Telstra Corporation Ltd
TLS Details
· Response to ACCC Draft Decision on Regulated Roaming: Telstra Corporation Ltd (ASX: TLS) has welcomed the ACCC’s draft decision not to declare mobile roaming. The ACCC has released a draft decision that, if confirmed, will support continued telecommunications competition and investment in regional Australia. Therefore, if this decision is confirmed, TLS might get on with the job of supporting regional Australia and even more investment. TLS through their own direct investment, as well as co-investment, expect to see up to $1 billion of investment flow to small towns and regional centers across the country over the next five years. Further, if the decision is confirmed the group would immediately move to expand the 4G coverage to reach 99% of the population by later this year. It also paves the way for ongoing investment in the coming years that would see an additional 1.4 million square kilometers of 4G coverage for regional and rural Australia. This means that about 600 base stations will be upgraded from 3G to 4G giving the Australian population access to a world leading 4G network. Overall, the ACCC decision, is significant as the group had invested heavily in providing both coverage as well as quality.

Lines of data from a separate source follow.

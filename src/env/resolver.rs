use std::path::{Path, PathBuf};
use std::time::Duration;

use serde::{Deserialize, Serialize};
use tokio::sync::Mutex;

use crate::env::deps::{DependencyConfig, verify_dependencies};
use crate::env::probe::probe_runtime;
use crate::foundation::error::{BridgeError, BridgeResult, ErrorKind};

/// Where to look for the worker runtime and how to vet it.
#[derive(Clone, Debug, PartialEq, Eq, Serialize, Deserialize)]
#[serde(default)]
pub struct EnvironmentConfig {
    /// Search root; defaults to the directory of the running executable (or the folder holding
    /// its `.app` bundle).
    pub project_root: Option<PathBuf>,
    /// Name of the project-local runtime directory.
    pub isolated_dir: String,
    /// How many parents of the project root are searched as well.
    pub search_parents: usize,
    /// Executable name inside `<isolated_dir>/bin`.
    pub program: String,
    /// Ambient candidates, tried in order. Bare names are looked up next to the running
    /// executable and then on `PATH`.
    pub ambient: Vec<String>,
    /// Arguments placed before the worker arguments on every launch.
    pub launch_args: Vec<String>,
    pub probe_args: Vec<String>,
    pub probe_timeout_ms: u64,
    /// Dependency verification; skipped when absent.
    pub dependencies: Option<DependencyConfig>,
}

impl Default for EnvironmentConfig {
    fn default() -> Self {
        Self {
            project_root: None,
            isolated_dir: "runtime".to_owned(),
            search_parents: 3,
            program: "chart-worker".to_owned(),
            ambient: vec!["chart-worker".to_owned()],
            launch_args: Vec::new(),
            probe_args: vec!["--version".to_owned()],
            probe_timeout_ms: 1000,
            dependencies: None,
        }
    }
}

impl EnvironmentConfig {
    pub fn probe_timeout(&self) -> Duration {
        Duration::from_millis(self.probe_timeout_ms)
    }

    /// Configured root, or the application root of the running executable.
    pub fn root(&self) -> PathBuf {
        if let Some(root) = &self.project_root {
            return root.clone();
        }
        std::env::current_exe()
            .ok()
            .and_then(|exe| exe.parent().map(app_root))
            .or_else(|| std::env::current_dir().ok())
            .unwrap_or_else(|| PathBuf::from("."))
    }

    /// Isolated runtime locations in search order, without duplicates.
    pub fn isolated_candidates(&self) -> Vec<PathBuf> {
        let root = self.root();
        let mut dirs: Vec<PathBuf> = root
            .ancestors()
            .take(self.search_parents + 1)
            .map(Path::to_path_buf)
            .collect();
        if let Ok(cwd) = std::env::current_dir() {
            dirs.push(cwd);
        }

        let mut out: Vec<PathBuf> = Vec::new();
        for dir in dirs {
            let candidate = isolated_program(&dir.join(&self.isolated_dir), &self.program);
            if !out.contains(&candidate) {
                out.push(candidate);
            }
        }
        out
    }
}

fn isolated_program(runtime_dir: &Path, program: &str) -> PathBuf {
    if cfg!(windows) {
        runtime_dir.join("Scripts").join(format!("{program}.exe"))
    } else {
        runtime_dir.join("bin").join(program)
    }
}

/// Folder that holds the application: the parent of an enclosing `.app` bundle, else `exe_dir`.
pub fn app_root(exe_dir: &Path) -> PathBuf {
    exe_dir
        .ancestors()
        .find(|p| {
            p.file_name()
                .and_then(|n| n.to_str())
                .is_some_and(|n| n.ends_with(".app"))
        })
        .and_then(Path::parent)
        .unwrap_or(exe_dir)
        .to_path_buf()
}

/// Look up a program: paths are taken as given, bare names are searched next to the running
/// executable and then in `PATH`.
pub fn find_program(name: &str) -> Option<PathBuf> {
    let as_path = Path::new(name);
    if as_path.components().count() > 1 || as_path.is_absolute() {
        return as_path.is_file().then(|| as_path.to_path_buf());
    }

    let file_name = if cfg!(windows) && as_path.extension().is_none() {
        format!("{name}.exe")
    } else {
        name.to_owned()
    };

    let beside_exe = std::env::current_exe()
        .ok()
        .and_then(|exe| exe.parent().map(Path::to_path_buf));
    let path_dirs = std::env::var_os("PATH")
        .map(|p| std::env::split_paths(&p).collect::<Vec<_>>())
        .unwrap_or_default();

    beside_exe
        .into_iter()
        .chain(path_dirs)
        .map(|dir| dir.join(&file_name))
        .find(|p| p.is_file())
}

/// Whether the runtime is project-local or found in the ambient environment.
#[derive(Clone, Copy, Debug, PartialEq, Eq, Serialize)]
#[serde(rename_all = "snake_case")]
pub enum RuntimeKind {
    Isolated,
    Ambient,
}

impl RuntimeKind {
    pub fn as_str(self) -> &'static str {
        match self {
            Self::Isolated => "isolated",
            Self::Ambient => "ambient",
        }
    }
}

/// A vetted runtime the worker can be launched through.
#[derive(Clone, Debug, PartialEq, Eq, Serialize)]
pub struct EnvironmentDescriptor {
    pub runtime: PathBuf,
    pub kind: RuntimeKind,
    /// Placed before the worker arguments.
    pub launch_args: Vec<String>,
    pub manifest: Option<PathBuf>,
    pub dependencies_verified: bool,
    /// First line printed by the probe.
    pub version: Option<String>,
}

impl EnvironmentDescriptor {
    /// Descriptor for a known runtime, skipping discovery and probing.
    pub fn ambient(runtime: impl Into<PathBuf>) -> Self {
        Self {
            runtime: runtime.into(),
            kind: RuntimeKind::Ambient,
            launch_args: Vec::new(),
            manifest: None,
            dependencies_verified: false,
            version: None,
        }
    }

    /// The cached runtime is still on disk.
    pub fn is_valid(&self) -> bool {
        self.runtime.is_file()
    }
}

enum Cache {
    Empty,
    Resolved(EnvironmentDescriptor),
    Failed(ErrorKind, String),
}

/// Finds the worker runtime once and remembers the outcome.
///
/// A resolved runtime is re-resolved only when its file disappears. A failure sticks until
/// [`EnvironmentResolver::reset`].
pub struct EnvironmentResolver {
    config: EnvironmentConfig,
    cache: Mutex<Cache>,
}

impl EnvironmentResolver {
    pub fn new(config: EnvironmentConfig) -> Self {
        Self {
            config,
            cache: Mutex::new(Cache::Empty),
        }
    }

    /// Resolver that always hands out `descriptor` while it stays valid.
    pub fn preseeded(config: EnvironmentConfig, descriptor: EnvironmentDescriptor) -> Self {
        Self {
            config,
            cache: Mutex::new(Cache::Resolved(descriptor)),
        }
    }

    pub fn config(&self) -> &EnvironmentConfig {
        &self.config
    }

    /// Forget the cached outcome; the next [`resolve`](Self::resolve) searches again.
    pub async fn reset(&self) {
        *self.cache.lock().await = Cache::Empty;
    }

    pub async fn resolve(&self) -> BridgeResult<EnvironmentDescriptor> {
        let mut cache = self.cache.lock().await;
        match &*cache {
            Cache::Resolved(desc) if desc.is_valid() => return Ok(desc.clone()),
            Cache::Resolved(desc) => {
                tracing::warn!(runtime = %desc.runtime.display(), "cached runtime vanished; resolving again");
            }
            Cache::Failed(kind, msg) => return Err(BridgeError::from_kind(*kind, msg.clone())),
            Cache::Empty => {}
        }

        match self.discover().await {
            Ok(desc) => {
                tracing::info!(
                    runtime = %desc.runtime.display(),
                    kind = desc.kind.as_str(),
                    version = desc.version.as_deref().unwrap_or("unknown"),
                    "runtime resolved"
                );
                *cache = Cache::Resolved(desc.clone());
                Ok(desc)
            }
            Err(e) => {
                tracing::error!(error = %e, "no usable runtime");
                *cache = Cache::Failed(e.kind(), e.message());
                Err(e)
            }
        }
    }

    #[tracing::instrument(skip(self))]
    async fn discover(&self) -> BridgeResult<EnvironmentDescriptor> {
        let root = self.config.root();
        let mut dependency_error = None;

        for candidate in self.config.isolated_candidates() {
            if !candidate.is_file() {
                continue;
            }
            match self.vet(candidate, RuntimeKind::Isolated, &root).await {
                Ok(Some(desc)) => return Ok(desc),
                Ok(None) => continue,
                Err(e) => {
                    tracing::warn!(error = %e, "abandoning isolated runtime");
                    dependency_error = Some(e);
                    break;
                }
            }
        }

        tracing::warn!("no isolated runtime usable; falling back to the ambient runtime");
        for name in &self.config.ambient {
            let Some(candidate) = find_program(name) else {
                tracing::debug!(candidate = %name, "ambient candidate not found");
                continue;
            };
            match self.vet(candidate, RuntimeKind::Ambient, &root).await {
                Ok(Some(desc)) => return Ok(desc),
                Ok(None) => continue,
                Err(e) => dependency_error = Some(e),
            }
        }

        match dependency_error {
            Some(e) => Err(e),
            None => Err(BridgeError::environment(format!(
                "no usable '{}' runtime under '{}' or among ambient candidates {:?}",
                self.config.program,
                root.display(),
                self.config.ambient
            ))),
        }
    }

    /// `Ok(None)` when the probe fails, `Err` only for dependency failures.
    async fn vet(
        &self,
        runtime: PathBuf,
        kind: RuntimeKind,
        root: &Path,
    ) -> BridgeResult<Option<EnvironmentDescriptor>> {
        let version = match probe_runtime(
            &runtime,
            &self.config.probe_args,
            self.config.probe_timeout(),
        )
        .await
        {
            Ok(v) => v,
            Err(e) => {
                tracing::debug!(runtime = %runtime.display(), error = %e, "probe failed");
                return Ok(None);
            }
        };

        let mut desc = EnvironmentDescriptor {
            runtime,
            kind,
            launch_args: self.config.launch_args.clone(),
            manifest: None,
            dependencies_verified: false,
            version,
        };
        if let Some(deps) = &self.config.dependencies {
            desc.manifest = deps.manifest_in(root);
            verify_dependencies(&desc.runtime, deps, desc.manifest.as_deref()).await?;
            desc.dependencies_verified = true;
        }
        Ok(Some(desc))
    }
}

#[cfg(test)]
#[path = "../../tests/unit/env/resolver.rs"]
mod tests;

· Issued Bond under Debt Issuance Program: TLS is raising 15 billion euros ($A22.30 billion) through a debt issue in Singapore. The group TLS has announced a AS$1 billion (S$1.06 billion) bond issue under its Debt Issuance Program. It comprised of the three tranches, which includes the A$300 million four-year fixed rate notes with a coupon of 2.90 per cent maturing on April 19th, 2021, A$150 million four-year floating rate notes with a coupon of three-month BBSW (Bank Bill Swap reference rate) + 0.82 per cent maturing on April 19th, 2021 and A$550 million 10-year fixed rate notes with a coupon of 4 per cent maturing on April 19th, 2027. TLS will use the proceeds from the notes for general corporate purposes.
· Offloaded remaining stake in Autohome: TLS has sold its remaining 6.5 per cent interest in Chinese online business Autohome to Ping an Insurance Group for US$217 million (A$282 million based on current exchange rates). The sale price of US$29.30 per share is in line with Autohome’s volume weighted average price over the past 60 days, and Autohome is recently trading at its highest levels in the past 12 months. Further as a result of the sale, TLS’s nominee director to the Autohome Board has resigned.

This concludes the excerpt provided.